Added humanizeStudentData.sql

DASSL / Gradebook

Open-source product to provide a practical means for instructors to record student attendance and assessment

Other

8 stars 4 forks source link

Added humanizeStudentData.sql #38

Closed zbhujwala closed 7 years ago

zbhujwala commented 7 years ago

Changed name from humanizeStudentsData.sql to humanizeStudentData.sql
Changed UPDATE to use less CASE statements
Uses the assumption that if fName is hashed, other two name fields are hashed (accomplished by adding WHERE on line 294)

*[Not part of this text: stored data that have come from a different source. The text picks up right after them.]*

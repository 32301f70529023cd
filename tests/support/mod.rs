use std::process::Output;
use tokio::io::{AsyncReadExt, AsyncWriteExt};
use tokio::net::TcpListener;
use tokio::task::JoinHandle;

// Grab an ephemeral port that nothing listens on once we return.
#[allow(dead_code)]
pub fn reserve_port() -> u16 {
    let listener = std::net::TcpListener::bind("127.0.0.1:0").expect("bind ephemeral port");
    listener.local_addr().unwrap().port()
}

// Run the built binary against host:port and wait for it to exit, capturing
// stdout and stderr.
#[allow(dead_code)]
pub async fn run_linecat(host: &str, port: u16) -> Output {
    let exe = env!("CARGO_BIN_EXE_linecat");

    tokio::process::Command::new(exe)
        .arg(host)
        .arg(port.to_string())
        .output()
        .await
        .expect("run linecat")
}

#[allow(dead_code)]
pub async fn bind_listener() -> (TcpListener, u16) {
    let listener = TcpListener::bind("127.0.0.1:0").await.expect("bind listener");
    let port = listener.local_addr().unwrap().port();
    (listener, port)
}

// One-shot server: accept a single client, read its request line, send
// `body`, close. Resolves to the bytes the client sent.
#[allow(dead_code)]
pub fn oneshot_server(listener: TcpListener, body: Vec<u8>) -> JoinHandle<Vec<u8>> {
    tokio::spawn(async move {
        let (mut peer, _) = listener.accept().await.expect("accept");

        let mut request = Vec::new();
        let mut chunk = [0u8; 256];
        loop {
            let n = peer.read(&mut chunk).await.expect("read request");
            if n == 0 {
                break;
            }
            request.extend_from_slice(&chunk[..n]);
            if request.ends_with(b"\r\n") {
                break;
            }
        }

        peer.write_all(&body).await.expect("send body");
        request
    })
}
use clap::Parser;
use parking_lot::RwLock;
use std::sync::{Arc, OnceLock};

// -----------------------------------------------------------------------------
// ----- Global Singleton ------------------------------------------------------

static CONFIG: OnceLock<Arc<RwLock<Config>>> = OnceLock::new();

// -----------------------------------------------------------------------------
// ----- Constants -------------------------------------------------------------

const DEFAULT_HOST: &str = "localhost";
const DEFAULT_PORT: u16 = 60000;

// -----------------------------------------------------------------------------
// ----- Config ----------------------------------------------------------------

#[derive(Clone, Debug)]
pub struct Config {
    pub host: String,
    pub port: u16,
}

// -----------------------------------------------------------------------------
// ----- Config: Static --------------------------------------------------------

impl Config {
    pub fn init() {
        CONFIG.get_or_init(|| Arc::new(RwLock::new(Self::from_args())));
    }

    pub fn snapshot() -> Config {
        handle().read().clone()
    }
}

// -----------------------------------------------------------------------------
// ----- Config: Private -------------------------------------------------------

impl Config {
    fn from_args() -> Self {
        let args = Args::parse();

        Self {
            host: args.host,
            port: args.port,
        }
    }
}

// -----------------------------------------------------------------------------
// ----- Args ------------------------------------------------------------------

#[derive(Parser, Debug)]
#[command(name = "linecat", version, about = "One-shot TCP line client")]
struct Args {
    // Host name or IPv4 literal to contact.
    #[arg(default_value = DEFAULT_HOST)]
    host: String,

    // TCP port on that host.
    #[arg(default_value_t = DEFAULT_PORT)]
    port: u16,
}

// -----------------------------------------------------------------------------
// ----- Private Utils ---------------------------------------------------------

fn handle() -> Arc<RwLock<Config>> {
    CONFIG
        .get()
        .expect("config not initialized; call Config::init() first")
        .clone()
}

// -----------------------------------------------------------------------------
// ----- Tests -----------------------------------------------------------------


// -----------------------------------------------------------------------------
// -----------------------------------------------------------------------------
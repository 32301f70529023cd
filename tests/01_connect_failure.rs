mod support;

#[tokio::test]
async fn refused_connection_exits_nonzero_with_empty_stdout() {
    let port = support::reserve_port();

    let output = support::run_linecat("127.0.0.1", port).await;

    assert_eq!(output.status.code(), Some(1));
    assert!(output.stdout.is_empty());

    let stderr = String::from_utf8_lossy(&output.stderr);
    assert!(
        stderr.contains("connect"),
        "diagnostics should mention the connect failure: {stderr}"
    );
}

#[tokio::test]
async fn unresolvable_host_exits_nonzero() {
    // .invalid is reserved and never resolves
    let output = support::run_linecat("no-such-host.invalid", 60000).await;

    assert_eq!(output.status.code(), Some(1));
    assert!(output.stdout.is_empty());
}
use tokio::io::stdout;
use tracing::debug;

use crate::errors::ClientError;
use crate::net::{ClientConnection, resolver};

// -----------------------------------------------------------------------------
// ----- Constants -------------------------------------------------------------

/// The one line sent after connecting. Fixed ASCII, CRLF-terminated, sent
/// exactly once per run.
pub const GREETING: &[u8] = b"hello from linecat\r\n";

// -----------------------------------------------------------------------------
// ----- Exchange --------------------------------------------------------------

/// One request/response exchange: resolve, connect, send the greeting, then
/// stream the reply to stdout until the peer hangs up.
#[derive(Debug)]
pub struct Exchange {
    host: String,
    port: u16,
}

// -----------------------------------------------------------------------------
// ----- Exchange: Static ------------------------------------------------------

impl Exchange {
    pub fn new(host: impl Into<String>, port: u16) -> Self {
        Self {
            host: host.into(),
            port,
        }
    }
}

// -----------------------------------------------------------------------------
// ----- Exchange: Public ------------------------------------------------------

impl Exchange {
    /// Run the pipeline front to back. Returns the response byte count.
    ///
    /// The connection lives inside this call; every return path, success or
    /// error, releases it by scope.
    pub async fn run(self) -> Result<u64, ClientError> {
        let authority = format!("{}:{}", self.host, self.port);

        let candidates = resolver::resolve(&self.host, self.port).await?;

        let mut conn = ClientConnection::connect_any(&authority, &candidates).await?;

        conn.send_all(GREETING).await?;

        let mut sink = stdout();
        let received = conn.drain_to(&mut sink).await?;

        debug!("exchange with {authority} complete");

        Ok(received)
    }
}

// -----------------------------------------------------------------------------
// ----- Tests -----------------------------------------------------------------

#[cfg(test)]
mod tests {
    use super::*;

    #[test]
    fn greeting_is_a_single_crlf_line() {
        assert!(GREETING.is_ascii());
        assert!(GREETING.ends_with(b"\r\n"));
        assert_eq!(GREETING.iter().filter(|b| **b == b'\n').count(), 1);
    }
}

// -----------------------------------------------------------------------------
// -----------------------------------------------------------------------------
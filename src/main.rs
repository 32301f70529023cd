use std::process::ExitCode;
use tracing::{error, info};
use tracing_subscriber::{EnvFilter, fmt};

use linecat::{Config, Exchange};

// -----------------------------------------------------------------------------
// ----- Constants -------------------------------------------------------------

const APP_NAME: &str = "linecat";

// -----------------------------------------------------------------------------
// ----- Main ------------------------------------------------------------------

#[tokio::main]
async fn main() -> ExitCode {
    setup();
    run_once().await
}

// -----------------------------------------------------------------------------
// ----- Setup -----------------------------------------------------------------

fn setup() {
    // This has to be the first thing we do, because it initializes the config
    Config::init();

    init_tracing();
}

fn init_tracing() {
    // Diagnostics go to stderr; stdout belongs to the server's bytes.
    let filter = EnvFilter::try_from_default_env().unwrap_or_else(|_| EnvFilter::new("info"));
    let _ = fmt()
        .with_env_filter(filter)
        .with_target(false)
        .with_writer(std::io::stderr)
        .try_init();
}

// -----------------------------------------------------------------------------
// ----- Run -------------------------------------------------------------------

async fn run_once() -> ExitCode {
    let config = Config::snapshot();

    info!("{} contacting {}:{}", APP_NAME, config.host, config.port);

    match Exchange::new(config.host, config.port).run().await {
        Ok(received) => {
            info!("{} received {} bytes", APP_NAME, received);
            ExitCode::SUCCESS
        }

        Err(e) => {
            error!("{} failed: {e}", APP_NAME);
            ExitCode::FAILURE
        }
    }
}

// -----------------------------------------------------------------------------
// -----------------------------------------------------------------------------
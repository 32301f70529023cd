use bytes::BytesMut;
use std::net::SocketAddr;
use std::time::Duration;
use tokio::io::{AsyncReadExt, AsyncWrite, AsyncWriteExt};
use tokio::net::TcpStream;
use tokio::time::timeout;
use tracing::{debug, info, warn};

use crate::errors::ClientError;
use crate::shared_types::Phase;

// -----------------------------------------------------------------------------
// ----- Constants -------------------------------------------------------------

/// One bound for every blocking socket operation: connect, write, read.
pub const IO_LIMIT: Duration = Duration::from_secs(5);

const SCRATCH_CAPACITY: usize = 4096;

// -----------------------------------------------------------------------------
// ----- ClientConnection ------------------------------------------------------

/// The single outbound connection of a run. Owns the stream; dropping it on
/// any exit path is what closes the socket.
#[derive(Debug)]
pub struct ClientConnection {
    stream: TcpStream,
    scratch: BytesMut,
}

// -----------------------------------------------------------------------------
// ----- ClientConnection: Static ----------------------------------------------

impl ClientConnection {
    /// Try candidates in order; the first accepted connection wins.
    ///
    /// A candidate that errors or exceeds IO_LIMIT is dropped and the next
    /// one is tried. Exhausting the list is fatal.
    pub async fn connect_any(
        authority: &str,
        candidates: &[SocketAddr],
    ) -> Result<Self, ClientError> {
        for (nth, addr) in candidates.iter().enumerate() {
            debug!("connect attempt {}/{} to {addr}", nth + 1, candidates.len());

            let stream = match timeout(IO_LIMIT, TcpStream::connect(addr)).await {
                Ok(Ok(stream)) => stream,

                Ok(Err(e)) => {
                    warn!("connect to {addr} failed: {e}");
                    continue;
                }

                Err(_) => {
                    warn!("connect to {addr} gave up after {IO_LIMIT:?}");
                    continue;
                }
            };

            let _ = stream.set_nodelay(true);

            info!("connected to {addr}");

            return Ok(Self {
                stream,
                scratch: BytesMut::with_capacity(SCRATCH_CAPACITY),
            });
        }

        Err(ClientError::Connect {
            authority: authority.to_string(),
            attempts: candidates.len(),
        })
    }
}

// -----------------------------------------------------------------------------
// ----- ClientConnection: Public ----------------------------------------------

impl ClientConnection {
    /// Write the whole payload with one call. A short count is an error, not
    /// something to finish in a loop.
    pub async fn send_all(&mut self, payload: &[u8]) -> Result<(), ClientError> {
        let sent = timeout(IO_LIMIT, self.stream.write(payload))
            .await
            .map_err(|_| ClientError::Timeout {
                phase: Phase::Sending,
                limit: IO_LIMIT,
            })?
            .map_err(|e| ClientError::Send { source: e })?;

        if sent < payload.len() {
            return Err(ClientError::PartialSend {
                sent,
                expected: payload.len(),
            });
        }

        info!("sent {sent} bytes");

        Ok(())
    }

    /// Stream the peer's response into `sink` until an orderly close, which
    /// is success. Returns the total byte count.
    ///
    /// Each chunk is forwarded and flushed before the next read; the scratch
    /// buffer is reused and never grows past its fixed capacity.
    pub async fn drain_to<W>(&mut self, sink: &mut W) -> Result<u64, ClientError>
    where
        W: AsyncWrite + Unpin,
    {
        let mut received: u64 = 0;

        loop {
            self.scratch.clear();

            let n = timeout(IO_LIMIT, self.stream.read_buf(&mut self.scratch))
                .await
                .map_err(|_| ClientError::Timeout {
                    phase: Phase::Receiving,
                    limit: IO_LIMIT,
                })?
                .map_err(|e| ClientError::Receive { source: e })?;

            if n == 0 {
                info!("connection closed by peer after {received} bytes");
                return Ok(received);
            }

            sink.write_all(&self.scratch[..n])
                .await
                .map_err(|e| ClientError::Output { source: e })?;

            sink.flush()
                .await
                .map_err(|e| ClientError::Output { source: e })?;

            received += n as u64;
        }
    }
}

// -----------------------------------------------------------------------------
// ----- Tests -----------------------------------------------------------------


// -----------------------------------------------------------------------------
// -----------------------------------------------------------------------------
use std::fmt;

/// Represents the stage a run has reached in its single forward pipeline.
///
/// A run moves through these stages strictly in order and never back. The
/// enum exists so timeouts and diagnostic lines can name the blocking
/// operation they interrupted; it carries no behavior of its own.
#[derive(Debug, Clone, Copy, PartialEq, Eq)]
pub enum Phase {
    /// Turning the host/port pair into candidate socket addresses.
    Resolving,

    /// Attempting candidates in resolver order until one accepts.
    Connecting,

    /// Writing the fixed request line to the open connection.
    Sending,

    /// Draining the response until the peer closes the stream.
    Receiving,
}

impl Phase {
    pub fn as_str(self) -> &'static str {
        match self {
            Phase::Resolving => "resolving",
            Phase::Connecting => "connecting",
            Phase::Sending => "sending",
            Phase::Receiving => "receiving",
        }
    }
}

impl fmt::Display for Phase {
    fn fmt(&self, f: &mut fmt::Formatter<'_>) -> fmt::Result {
        f.write_str(self.as_str())
    }
}
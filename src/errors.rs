use std::time::Duration;
use thiserror::Error;

use crate::shared_types::Phase;

// -----------------------------------------------------------------------------
// ----- ClientError -----------------------------------------------------------

/// Everything that can end a run early. Every variant is terminal: the caller
/// logs it once and exits nonzero, there is no retry at any layer.
#[derive(Debug, Error)]
pub enum ClientError {
    #[error("could not resolve {authority}: {reason}")]
    Resolution { authority: String, reason: String },

    #[error("no candidate accepted a connection to {authority} ({attempts} tried)")]
    Connect { authority: String, attempts: usize },

    #[error("timed out while {phase} (limit {limit:?})")]
    Timeout { phase: Phase, limit: Duration },

    #[error("short write: sent {sent} of {expected} bytes")]
    PartialSend { sent: usize, expected: usize },

    #[error("send failed: {source}")]
    Send { source: std::io::Error },

    #[error("receive failed: {source}")]
    Receive { source: std::io::Error },

    #[error("could not forward response to stdout: {source}")]
    Output { source: std::io::Error },
}

// -----------------------------------------------------------------------------
// ----- Tests -----------------------------------------------------------------


// -----------------------------------------------------------------------------
// -----------------------------------------------------------------------------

smurthys commented 7 years ago

Great start @zbhujwala.

A few observations (some carried over from Summer DASSL):

Limit line length to ~80 characters:
- Consult ClassDB .sql files for some formatting approaches (including the file prologue)
- Place comments at the beginning of code segments so they are on lines with sufficient space left. For example, move the comment on L278 to a summary comment before the start of the UPDATE statement
L13: the stated criteria contains a number [0-9] is inconsistent with the WHERE predicate used
Remove the commented out line with ORDER BY
The formula to limit range of random integers generated is incorrect. Use trunc(random()*k+1) where k is one less than the count of rows in the appropriate table
- First capture k in variables and use the variables instead of using constants
I believe the LIMIT clause is unnecessary if the range problem is fixed, but please verify
I feel the implementation of the 60% rule does not have the intended effect for small number of invocations of function random (I haven't carefully read that function's documentation)
- It might be better to have 40% of the rows in the table have empty middle names (not NULL)
- In any case, it might be better to return empty string instead of NULL for the "40%"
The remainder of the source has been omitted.